Minhas madrugadas de leitura na quarentena continuam a render frutos, nem sempre doces.
Ontem, à custa de algumas horas de sono, terminei Maus, de Art Spiegelman, um genial e perturbador livro em quadrinhos que conta a história do Holocausto pela visão do pai do autor, Vladek, judeu polonês que vivia em Sosnowiek, próximo da fronteira com a Alemanha, quando a 2a Guerra eclodiu.
É angustiante assistir a sociedade polonesa ser devorada de pouquinho em pouquinho, com restrições cada vez mais fortes de comportamento, horário e movimentação. Com as pessoas que desaparecem por motivos banais e começam a desaparecer por motivo nenhum. Angustiante porque, como caranguejos cozidos em água cada vez mais quente, aquele povo não desconfia do que o aguarda, muito ao contrário. Acham que a guerra durará pouco. Que os nazistas não vieram para ficar.
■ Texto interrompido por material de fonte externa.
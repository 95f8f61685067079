use ensemble_core::types::EntityId;
use serde::{Deserialize, Serialize};
use sqlx::FromRow;

/// A row from the `rooms` table.
#[derive(Debug, Clone, PartialEq, FromRow, Serialize)]
pub struct Room {
    pub id: EntityId,
    pub name: String,
    /// `unconference` or `booth_area`.
    pub room_type: String,
    pub capacity: Option<i32>,
}

/// DTO for creating a room.
#[derive(Debug, Deserialize)]
pub struct CreateRoom {
    pub name: String,
    pub room_type: String,
    pub capacity: Option<i32>,
}
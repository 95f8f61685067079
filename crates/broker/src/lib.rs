//! Message broker link used to deliver badge provisioning messages.
//!
//! Provides address parsing and configuration, the [`MessageLink`] /
//! [`LinkConnector`] abstractions, and their MQTT implementation
//! ([`MqttLink`], [`MqttConnector`]) with a health flag and fixed-delay
//! reconnection.

pub mod config;
pub mod error;
pub mod link;
pub mod mqtt;

pub use config::{BrokerAddress, BrokerConfig, BrokerTransport};
pub use error::BrokerError;
pub use link::{LinkConnector, MessageLink};
pub use mqtt::{MqttConnector, MqttLink};
#[cfg(test)]
mod tests {
    use std::sync::atomic::{AtomicBool, AtomicUsize, Ordering};

    use assert_matches::assert_matches;
    use async_trait::async_trait;
    use ensemble_core::badge::WizardStep;

    use super::*;

    const BASE: &str = "https://ensemble.rodeo/meta";

    #[derive(Default)]
    struct Recorder {
        healthy: AtomicBool,
        published: std::sync::Mutex<Vec<(String, String)>>,
        opened: AtomicUsize,
        closed: AtomicUsize,
    }

    struct RecordingLink(Arc<Recorder>);

    #[async_trait]
    impl MessageLink for RecordingLink {
        fn is_healthy(&self) -> bool {
            self.0.healthy.load(Ordering::SeqCst)
        }

        async fn publish(&self, topic: &str, body: &str) -> Result<(), BrokerError> {
            self.0
                .published
                .lock()
                .unwrap()
                .push((topic.to_string(), body.to_string()));
            Ok(())
        }

        async fn close(&self) {
            self.0.closed.fetch_add(1, Ordering::SeqCst);
        }
    }

    struct RecordingConnector(Arc<Recorder>);

    #[async_trait]
    impl LinkConnector for RecordingConnector {
        async fn open(&self) -> Result<Box<dyn MessageLink>, BrokerError> {
            self.0.opened.fetch_add(1, Ordering::SeqCst);
            Ok(Box::new(RecordingLink(Arc::clone(&self.0))))
        }
    }

    fn manager(healthy: bool, idle: Duration) -> (BadgeSessionManager, Arc<Recorder>) {
        let recorder = Arc::new(Recorder::default());
        recorder.healthy.store(healthy, Ordering::SeqCst);
        let manager = BadgeSessionManager::new(
            Arc::new(RecordingConnector(Arc::clone(&recorder))),
            "esp32/nfc",
            BASE,
            idle,
            3,
        );
        (manager, recorder)
    }

    #[tokio::test]
    async fn full_flow_publishes_device_and_url() {
        let (manager, recorder) = manager(true, Duration::from_secs(60));
        let owner = Uuid::new_v4();

        let session = manager.open(owner).await.unwrap();
        assert_eq!(session.session.step(), WizardStep::Intro);
        assert!(session.connected);

        manager.start(session.id, owner).await.unwrap();
        manager
            .enter_url(session.id, owner, "https://example.com")
            .await
            .unwrap();
        let view = manager
            .confirm_destination(session.id, owner)
            .await
            .unwrap();
        assert_eq!(view.session.final_url(), Some("https://example.com"));

        manager
            .select_device(session.id, owner, "AA:BB:CC")
            .await
            .unwrap();
        let message = manager.send(session.id, owner).await.unwrap();

        assert_eq!(message.body, "AA:BB:CC-https://example.com");
        let published = recorder.published.lock().unwrap().clone();
        assert_eq!(published.len(), 1);
        assert_eq!(published[0].0, "esp32/nfc");
        assert_eq!(published[0].1, "AA:BB:CC-https://example.com");
    }

    #[tokio::test]
    async fn send_with_unhealthy_link_publishes_nothing() {
        let (manager, recorder) = manager(false, Duration::from_secs(60));
        let owner = Uuid::new_v4();
        let session = manager.open(owner).await.unwrap();
        manager.start(session.id, owner).await.unwrap();
        manager
            .enter_url(session.id, owner, "https://example.com")
            .await
            .unwrap();
        manager
            .confirm_destination(session.id, owner)
            .await
            .unwrap();
        manager
            .select_device(session.id, owner, "AA")
            .await
            .unwrap();

        assert_matches!(
            manager.send(session.id, owner).await,
            Err(BadgeSessionError::Rejected(SendRejection::NotConnected))
        );
        assert!(recorder.published.lock().unwrap().is_empty());
    }

    #[tokio::test]
    async fn other_owner_cannot_see_session() {
        let (manager, _recorder) = manager(true, Duration::from_secs(60));
        let owner = Uuid::new_v4();
        let session = manager.open(owner).await.unwrap();

        assert_matches!(
            manager.get(session.id, Uuid::new_v4()).await,
            Err(BadgeSessionError::NotFound(_))
        );
        assert_matches!(
            manager.close(session.id, Uuid::new_v4()).await,
            Err(BadgeSessionError::NotFound(_))
        );
        assert_eq!(manager.session_count().await, 1);
    }

    #[tokio::test]
    async fn close_releases_link_once() {
        let (manager, recorder) = manager(true, Duration::from_secs(60));
        let owner = Uuid::new_v4();
        let session = manager.open(owner).await.unwrap();

        manager.close(session.id, owner).await.unwrap();
        assert_eq!(recorder.closed.load(Ordering::SeqCst), 1);
        assert_matches!(
            manager.close(session.id, owner).await,
            Err(BadgeSessionError::NotFound(_))
        );
        assert_eq!(recorder.closed.load(Ordering::SeqCst), 1);
    }

    #[tokio::test]
    async fn idle_sessions_are_reaped() {
        let (manager, recorder) = manager(true, Duration::ZERO);
        let owner = Uuid::new_v4();
        manager.open(owner).await.unwrap();
        manager.open(owner).await.unwrap();

        assert_eq!(manager.reap_idle().await, 2);
        assert_eq!(manager.session_count().await, 0);
        assert_eq!(recorder.closed.load(Ordering::SeqCst), 2);
    }

    #[tokio::test]
    async fn active_sessions_survive_reaping() {
        let (manager, _recorder) = manager(true, Duration::from_secs(3600));
        manager.open(Uuid::new_v4()).await.unwrap();

        assert_eq!(manager.reap_idle().await, 0);
        assert_eq!(manager.session_count().await, 1);
    }

    #[tokio::test]
    async fn shutdown_closes_everything() {
        let (manager, recorder) = manager(true, Duration::from_secs(60));
        manager.open(Uuid::new_v4()).await.unwrap();
        manager.open(Uuid::new_v4()).await.unwrap();

        manager.shutdown_all().await;
        assert_eq!(manager.session_count().await, 0);
        assert_eq!(recorder.closed.load(Ordering::SeqCst), 2);
    }

    #[tokio::test]
    async fn open_stops_at_per_owner_limit() {
        let (manager, recorder) = manager(true, Duration::from_secs(60));
        let owner = Uuid::new_v4();

        for _ in 0..3 {
            manager.open(owner).await.unwrap();
        }
        for _ in 0..50 {
            assert_matches!(
                manager.open(owner).await,
                Err(BadgeSessionError::LimitReached { limit: 3 })
            );
        }
        assert_eq!(manager.session_count().await, 3);
        assert_eq!(recorder.opened.load(Ordering::SeqCst), 3);

        // Other identities have their own allowance.
        manager.open(Uuid::new_v4()).await.unwrap();
        assert_eq!(manager.session_count().await, 4);
    }

    #[tokio::test]
    async fn closing_a_session_frees_a_slot() {
        let (manager, _recorder) = manager(true, Duration::from_secs(60));
        let owner = Uuid::new_v4();
        let first = manager.open(owner).await.unwrap();
        manager.open(owner).await.unwrap();
        manager.open(owner).await.unwrap();

        manager.close(first.id, owner).await.unwrap();
        manager.open(owner).await.unwrap();
        assert_eq!(manager.session_count().await, 3);
    }

    #[tokio::test]
    async fn concurrent_opens_respect_limit() {
        let (manager, recorder) = manager(true, Duration::from_secs(60));
        let manager = Arc::new(manager);
        let owner = Uuid::new_v4();

        let handles: Vec<_> = (0..20)
            .map(|_| {
                let manager = Arc::clone(&manager);
                tokio::spawn(async move { manager.open(owner).await.is_ok() })
            })
            .collect();
        let mut opened = 0;
        for handle in handles {
            if handle.await.unwrap() {
                opened += 1;
            }
        }

        assert_eq!(opened, 3);
        assert_eq!(manager.session_count().await, 3);
        // Links opened past the limit were released again.
        let live = recorder.opened.load(Ordering::SeqCst) - recorder.closed.load(Ordering::SeqCst);
        assert_eq!(live, 3);
    }

    #[tokio::test]
    async fn rejected_transition_leaves_state_unchanged() {
        let (manager, _recorder) = manager(true, Duration::from_secs(60));
        let owner = Uuid::new_v4();
        let session = manager.open(owner).await.unwrap();

        assert_matches!(
            manager.confirm_destination(session.id, owner).await,
            Err(BadgeSessionError::Core(CoreError::Validation(_)))
        );
        let view = manager.get(session.id, owner).await.unwrap();
        assert_eq!(view.session.step(), WizardStep::Intro);
    }
}
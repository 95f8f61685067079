use std::sync::Arc;
use std::time::Duration;

use tokio_util::sync::CancellationToken;

use crate::ws::manager::WsManager;

/// Interval between heartbeat pings (in seconds).
const HEARTBEAT_INTERVAL_SECS: u64 = 30;

/// Spawn a background task that sends periodic Ping frames to all connected
/// WebSocket clients until `cancel` fires.
pub fn start_heartbeat(
    ws_manager: Arc<WsManager>,
    cancel: CancellationToken,
) -> tokio::task::JoinHandle<()> {
    tokio::spawn(async move {
        let mut interval = tokio::time::interval(Duration::from_secs(HEARTBEAT_INTERVAL_SECS));

        loop {
            tokio::select! {
                _ = cancel.cancelled() => break,
                _ = interval.tick() => {
                    let count = ws_manager.connection_count().await;
                    tracing::debug!(count, "WebSocket heartbeat ping");
                    ws_manager.ping_all().await;
                }
            }
        }
    })
}
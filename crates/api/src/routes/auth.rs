//! Route definitions for the `/auth` resource.

use axum::routing::{get, post};
use axum::Router;

use crate::handlers::auth;
use crate::state::AppState;

/// Routes mounted at `/auth`.
///
/// ```text
/// POST /anonymous  -> sign_in_anonymously
/// GET  /me         -> me (requires auth)
/// ```
pub fn router() -> Router<AppState> {
    Router::new()
        .route("/anonymous", post(auth::sign_in_anonymously))
        .route("/me", get(auth::me))
}
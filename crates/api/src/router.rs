//! Shared application router builder.
//!
//! Provides [`build_app_router`] so both the production binary (`main.rs`)
//! and integration tests (`tests/common/mod.rs`) use the exact same middleware
//! stack.

use std::time::Duration;

use axum::http::header::{AUTHORIZATION, CONTENT_TYPE};
use axum::http::{HeaderName, Method, StatusCode};
use axum::Router;
use tower_http::catch_panic::CatchPanicLayer;
use tower_http::cors::CorsLayer;
use tower_http::request_id::{MakeRequestUuid, PropagateRequestIdLayer, SetRequestIdLayer};
use tower_http::timeout::TimeoutLayer;
use tower_http::trace::{DefaultMakeSpan, DefaultOnResponse, TraceLayer};
use tracing::Level;

use crate::config::ServerConfig;
use crate::routes;
use crate::state::AppState;

/// Build the full application [`Router`] with all middleware layers.
///
/// The middleware stack is applied bottom-up:
///
/// 1. CORS
/// 2. Set request ID on incoming requests
/// 3. Structured request/response tracing
/// 4. Propagate request ID to response
/// 5. Request timeout
/// 6. Panic recovery (catch panics, return 500)
pub fn build_app_router(state: AppState, config: &ServerConfig) -> Router {
    let cors = build_cors_layer(config);
    let request_id_header = HeaderName::from_static("x-request-id");

    Router::new()
        // Health check at root level (not under /api/v1).
        .merge(routes::health::router())
        .nest("/api/v1", routes::api_routes())
        .layer(CatchPanicLayer::new())
        .layer(TimeoutLayer::with_status_code(
            StatusCode::REQUEST_TIMEOUT,
            Duration::from_secs(config.request_timeout_secs),
        ))
        .layer(PropagateRequestIdLayer::new(request_id_header.clone()))
        .layer(
            TraceLayer::new_for_http()
                .make_span_with(DefaultMakeSpan::new().level(Level::INFO))
                .on_response(DefaultOnResponse::new().level(Level::INFO)),
        )
        .layer(SetRequestIdLayer::new(request_id_header, MakeRequestUuid))
        .layer(cors)
        .with_state(state)
}

/// Build the CORS middleware layer from server configuration.
///
/// Panics at startup if any configured origin is invalid.
pub fn build_cors_layer(config: &ServerConfig) -> CorsLayer {
    let origins: Vec<_> = config
        .cors_origins
        .iter()
        .map(|o| {
            o.parse()
                .unwrap_or_else(|e| panic!("Invalid CORS origin '{o}': {e}"))
        })
        .collect();

    CorsLayer::new()
        .allow_origin(origins)
        .allow_methods([Method::GET, Method::POST, Method::PUT, Method::DELETE])
        .allow_headers([CONTENT_TYPE, AUTHORIZATION])
        .allow_credentials(true)
        .max_age(Duration::from_secs(3600))
}
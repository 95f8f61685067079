//! Time-slot aggregation for the event schedule.
//!
//! Events are bucketed by their exact `(start, end)` pair. Buckets keep the
//! order in which their events were encountered and slots appear in the order
//! their key was first seen, so a start-ordered input yields start-ordered
//! slots. [`sort_slots_by_start`] makes that ordering explicit for callers
//! that cannot vouch for their input.
//!
//! This module lives in `core` (zero internal deps) so the API layer, the
//! live schedule feed and any future tooling share one grouping rule.

use indexmap::IndexMap;
use serde::Serialize;

use crate::types::{EntityId, Timestamp};

// ---------------------------------------------------------------------------
// Traits
// ---------------------------------------------------------------------------

/// Anything that occupies a fixed time range on the schedule.
pub trait Scheduled {
    fn start_time(&self) -> Timestamp;
    fn end_time(&self) -> Timestamp;
}

/// Anything that may be located in a room (directly or through its track).
pub trait RoomPlaced {
    /// The room the item takes place in, if known.
    fn room_id(&self) -> Option<EntityId>;
}

// ---------------------------------------------------------------------------
// TimeSlot
// ---------------------------------------------------------------------------

/// All events sharing one identical `(start_time, end_time)` pair.
#[derive(Debug, Clone, PartialEq, Serialize)]
pub struct TimeSlot<E> {
    pub start_time: Timestamp,
    pub end_time: Timestamp,
    pub events: Vec<E>,
}

/// Group events into time slots keyed by their exact start/end pair.
///
/// Every input event lands in exactly one slot; events are never dropped,
/// whatever their track or room data looks like. Empty input yields an
/// empty vector.
pub fn group_into_time_slots<E, I>(events: I) -> Vec<TimeSlot<E>>
where
    E: Scheduled,
    I: IntoIterator<Item = E>,
{
    let mut buckets: IndexMap<(Timestamp, Timestamp), Vec<E>> = IndexMap::new();

    for event in events {
        let key = (event.start_time(), event.end_time());
        buckets.entry(key).or_default().push(event);
    }

    buckets
        .into_iter()
        .map(|((start_time, end_time), events)| TimeSlot {
            start_time,
            end_time,
            events,
        })
        .collect()
}

/// Stable-sort slots by start time.
///
/// Slots with equal start times keep their first-seen order.
pub fn sort_slots_by_start<E>(slots: &mut [TimeSlot<E>]) {
    slots.sort_by_key(|slot| slot.start_time);
}

/// Keep only the events that take place in `room_id`.
///
/// Events whose room cannot be determined are excluded.
pub fn events_in_room<E, I>(events: I, room_id: EntityId) -> Vec<E>
where
    E: RoomPlaced,
    I: IntoIterator<Item = E>,
{
    events
        .into_iter()
        .filter(|event| event.room_id() == Some(room_id))
        .collect()
}

// ---------------------------------------------------------------------------
// ScheduleView
// ---------------------------------------------------------------------------

/// Render-ready schedule: ordered slots plus an explicit empty flag.
///
/// `is_empty` is the "nothing scheduled" state; clients must not treat an
/// empty schedule as an error.
#[derive(Debug, Clone, PartialEq, Serialize)]
pub struct ScheduleView<E> {
    pub slots: Vec<TimeSlot<E>>,
    pub is_empty: bool,
}

impl<E: Scheduled> ScheduleView<E> {
    /// Group `events` and order the slots by start time.
    pub fn from_events<I>(events: I) -> Self
    where
        I: IntoIterator<Item = E>,
    {
        let mut slots = group_into_time_slots(events);
        sort_slots_by_start(&mut slots);
        let is_empty = slots.is_empty();
        Self { slots, is_empty }
    }
}

// ---------------------------------------------------------------------------
// Tests
// ---------------------------------------------------------------------------

#[cfg(test)]
mod tests {
    use chrono::{TimeZone, Utc};

    use super::*;

    #[derive(Debug, Clone, PartialEq)]
    struct Item {
        id: u32,
        start: Timestamp,
        end: Timestamp,
        room: Option<EntityId>,
    }

    impl Scheduled for Item {
        fn start_time(&self) -> Timestamp {
            self.start
        }
        fn end_time(&self) -> Timestamp {
            self.end
        }
    }

    impl RoomPlaced for Item {
        fn room_id(&self) -> Option<EntityId> {
            self.room
        }
    }

    fn at(hour: u32, minute: u32) -> Timestamp {
        Utc.with_ymd_and_hms(2025, 6, 14, hour, minute, 0).unwrap()
    }

    fn item(id: u32, start: (u32, u32), end: (u32, u32)) -> Item {
        Item {
            id,
            start: at(start.0, start.1),
            end: at(end.0, end.1),
            room: None,
        }
    }

    fn ids<E>(slot: &TimeSlot<E>, id: impl Fn(&E) -> u32) -> Vec<u32> {
        slot.events.iter().map(id).collect()
    }

    #[test]
    fn groups_identical_ranges_into_one_slot() {
        let events = vec![
            item(1, (10, 0), (10, 30)),
            item(2, (10, 0), (10, 30)),
            item(3, (11, 0), (11, 30)),
        ];

        let slots = group_into_time_slots(events);

        assert_eq!(slots.len(), 2);
        assert_eq!(slots[0].start_time, at(10, 0));
        assert_eq!(slots[0].end_time, at(10, 30));
        assert_eq!(ids(&slots[0], |e| e.id), vec![1, 2]);
        assert_eq!(slots[1].start_time, at(11, 0));
        assert_eq!(ids(&slots[1], |e| e.id), vec![3]);
    }

    #[test]
    fn empty_input_yields_no_slots() {
        let slots = group_into_time_slots(Vec::<Item>::new());
        assert!(slots.is_empty());

        let view = ScheduleView::from_events(Vec::<Item>::new());
        assert!(view.is_empty);
        assert!(view.slots.is_empty());
    }

    #[test]
    fn same_start_different_end_are_distinct_slots() {
        let events = vec![item(1, (9, 0), (9, 30)), item(2, (9, 0), (10, 0))];
        let slots = group_into_time_slots(events);
        assert_eq!(slots.len(), 2);
    }

    #[test]
    fn slot_order_follows_first_appearance() {
        let events = vec![
            item(1, (14, 0), (15, 0)),
            item(2, (9, 0), (10, 0)),
            item(3, (14, 0), (15, 0)),
        ];

        let slots = group_into_time_slots(events);

        assert_eq!(slots[0].start_time, at(14, 0));
        assert_eq!(ids(&slots[0], |e| e.id), vec![1, 3]);
        assert_eq!(slots[1].start_time, at(9, 0));
    }

    #[test]
    fn sort_by_start_is_stable() {
        let events = vec![
            item(1, (14, 0), (15, 0)),
            item(2, (9, 0), (10, 0)),
            item(3, (9, 0), (9, 45)),
        ];

        let mut slots = group_into_time_slots(events);
        sort_slots_by_start(&mut slots);

        let order: Vec<u32> = slots.iter().map(|s| s.events[0].id).collect();
        assert_eq!(order, vec![2, 3, 1]);
    }

    #[test]
    fn flattening_slots_returns_every_event_once() {
        let events: Vec<Item> = (0..20)
            .map(|i| item(i, (9 + i % 4, 0), (9 + i % 4, 30 + i % 3 * 10)))
            .collect();

        let slots = group_into_time_slots(events.clone());

        let mut flattened: Vec<u32> = slots
            .iter()
            .flat_map(|s| s.events.iter().map(|e| e.id))
            .collect();
        flattened.sort_unstable();
        assert_eq!(flattened, (0..20).collect::<Vec<_>>());

        let distinct: std::collections::HashSet<_> =
            events.iter().map(|e| (e.start, e.end)).collect();
        assert_eq!(slots.len(), distinct.len());
    }

    #[test]
    fn aggregation_is_idempotent() {
        let events = vec![
            item(1, (10, 0), (11, 0)),
            item(2, (12, 0), (13, 0)),
            item(3, (10, 0), (11, 0)),
        ];

        let first = group_into_time_slots(events.clone());
        let second = group_into_time_slots(events);
        assert_eq!(first, second);
    }

    #[test]
    fn events_in_room_filters_by_resolved_room() {
        let room = uuid::Uuid::new_v4();
        let other = uuid::Uuid::new_v4();

        let mut a = item(1, (10, 0), (11, 0));
        a.room = Some(room);
        let mut b = item(2, (10, 0), (11, 0));
        b.room = Some(other);
        let c = item(3, (10, 0), (11, 0));

        let kept = events_in_room(vec![a, b, c], room);
        assert_eq!(kept.len(), 1);
        assert_eq!(kept[0].id, 1);
    }
}
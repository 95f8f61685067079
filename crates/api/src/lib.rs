//! Ensemble API server library.
//!
//! Exposes the core building blocks (config, state, error handling, routes,
//! WebSocket infrastructure, badge sessions) so integration tests and the
//! binary entrypoint can both access them.

pub mod auth;
pub mod background;
pub mod badge;
pub mod config;
pub mod error;
pub mod handlers;
pub mod middleware;
pub mod response;
pub mod router;
pub mod routes;
pub mod state;
pub mod ws;
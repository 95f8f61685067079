//! Authentication primitives.
//!
//! - [`jwt`] -- JWT access-token generation and validation for anonymous
//!   identities.

pub mod jwt;
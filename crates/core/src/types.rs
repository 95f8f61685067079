/// All entity identifiers are UUIDs issued by the database.
pub type EntityId = uuid::Uuid;

/// All timestamps are UTC.
pub type Timestamp = chrono::DateTime<chrono::Utc>;
//! JWT-based identity extractors for Axum handlers.

use axum::extract::FromRequestParts;
use axum::http::request::Parts;
use ensemble_core::error::CoreError;
use ensemble_core::types::EntityId;

use crate::auth::jwt::validate_token;
use crate::error::AppError;
use crate::state::AppState;

/// Authenticated user extracted from a JWT Bearer token in the `Authorization` header.
///
/// Use this as an extractor parameter in any handler that requires an identity:
///
/// ```ignore
/// async fn my_handler(user: AuthUser) -> AppResult<Json<()>> {
///     tracing::info!(user_id = %user.user_id, role = %user.role, "handling request");
///     Ok(Json(()))
/// }
/// ```
#[derive(Debug, Clone)]
pub struct AuthUser {
    /// The user's id (from `claims.sub`).
    pub user_id: EntityId,
    /// The user's role name (`"anon"` for anonymous identities).
    pub role: String,
}

impl FromRequestParts<AppState> for AuthUser {
    type Rejection = AppError;

    async fn from_request_parts(
        parts: &mut Parts,
        state: &AppState,
    ) -> Result<Self, Self::Rejection> {
        let auth_header = parts
            .headers
            .get("authorization")
            .and_then(|v| v.to_str().ok())
            .ok_or_else(|| {
                AppError::Core(CoreError::Unauthorized(
                    "Missing Authorization header".into(),
                ))
            })?;

        let token = auth_header.strip_prefix("Bearer ").ok_or_else(|| {
            AppError::Core(CoreError::Unauthorized(
                "Invalid Authorization format. Expected: Bearer <token>".into(),
            ))
        })?;

        let claims = validate_token(token, &state.config.jwt).map_err(|_| {
            AppError::Core(CoreError::Unauthorized("Invalid or expired token".into()))
        })?;

        Ok(AuthUser {
            user_id: claims.sub,
            role: claims.role,
        })
    }
}

/// Identity that may be absent.
///
/// No `Authorization` header yields `MaybeAuthUser(None)`. A header that is
/// present but invalid is still rejected, so a broken token never silently
/// downgrades to read-only access.
#[derive(Debug, Clone)]
pub struct MaybeAuthUser(pub Option<AuthUser>);

impl MaybeAuthUser {
    /// The caller's id, if any.
    pub fn user_id(&self) -> Option<EntityId> {
        self.0.as_ref().map(|user| user.user_id)
    }
}

impl FromRequestParts<AppState> for MaybeAuthUser {
    type Rejection = AppError;

    async fn from_request_parts(
        parts: &mut Parts,
        state: &AppState,
    ) -> Result<Self, Self::Rejection> {
        if !parts.headers.contains_key("authorization") {
            return Ok(MaybeAuthUser(None));
        }
        let user = AuthUser::from_request_parts(parts, state).await?;
        Ok(MaybeAuthUser(Some(user)))
    }
}
//! Repository for the `users` table.

use ensemble_core::types::EntityId;
use sqlx::PgPool;

use crate::models::user::User;

/// Column list for users queries.
const COLUMNS: &str = "id, is_anonymous, created_at";

/// Provides identity storage for anonymous sign-in.
pub struct UserRepo;

impl UserRepo {
    /// Create a fresh anonymous identity.
    pub async fn create_anonymous(pool: &PgPool) -> Result<User, sqlx::Error> {
        let query = format!("INSERT INTO users (is_anonymous) VALUES (true) RETURNING {COLUMNS}");
        sqlx::query_as::<_, User>(&query).fetch_one(pool).await
    }

    /// Find a user by ID.
    pub async fn find_by_id(pool: &PgPool, id: EntityId) -> Result<Option<User>, sqlx::Error> {
        let query = format!("SELECT {COLUMNS} FROM users WHERE id = $1");
        sqlx::query_as::<_, User>(&query)
            .bind(id)
            .fetch_optional(pool)
            .await
    }
}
Histórias sobre o Holocausto sempre me assombraram e, felizmente, ainda é assim. Deus tenha piedade do homem que deixa de se assombrar, diante de tais horrores.
Mas Maus, em sua honestidade crua e impiedosa, traz um ponto de vista pouco explorado, nas outras obras sobre o tema que conheci - a ilusão de estabilidade da sociedade em que vivemos; a fragilidade da teia de relações que mantemos e que, na maior parte dos casos, nos define.
Maus dá pouca atenção aos nazistas. São pano de fundo, criaturas sem rosto, um mal que está por toda parte, mas no qual a análise não se aprofunda. Maus trata, sim, dos vizinhos que denunciam vizinhos cujas casas frequentavam. Dos amigos que apunhalam amigos por mesquinhos favores. Dos que escondem famílias em seus porões enquanto elas podem pagar, mas que as mandam para a rua e para a morte, quando seu dinheiro acaba. Dos judeus que traem seu próprio povo para integrar a polícia judia, verdadeiros capitães do mato. Dos miseráveis que roubam de outros mais miseráveis que eles. Dos prisioneiros que se dispõem a serem guardas e carrascos apenas pela oportunidade de terem alguém abaixo de si, para humilhar e torturar.
Maus é brilhante, contundente e importante. Sua lição mais crucial talvez seja a de que a estabilidade de nossas vidas e tudo que nos rodeia não passe de um perigoso sonho. Poeira. Castelo de cartas que não resiste ao sopro gelado da morte.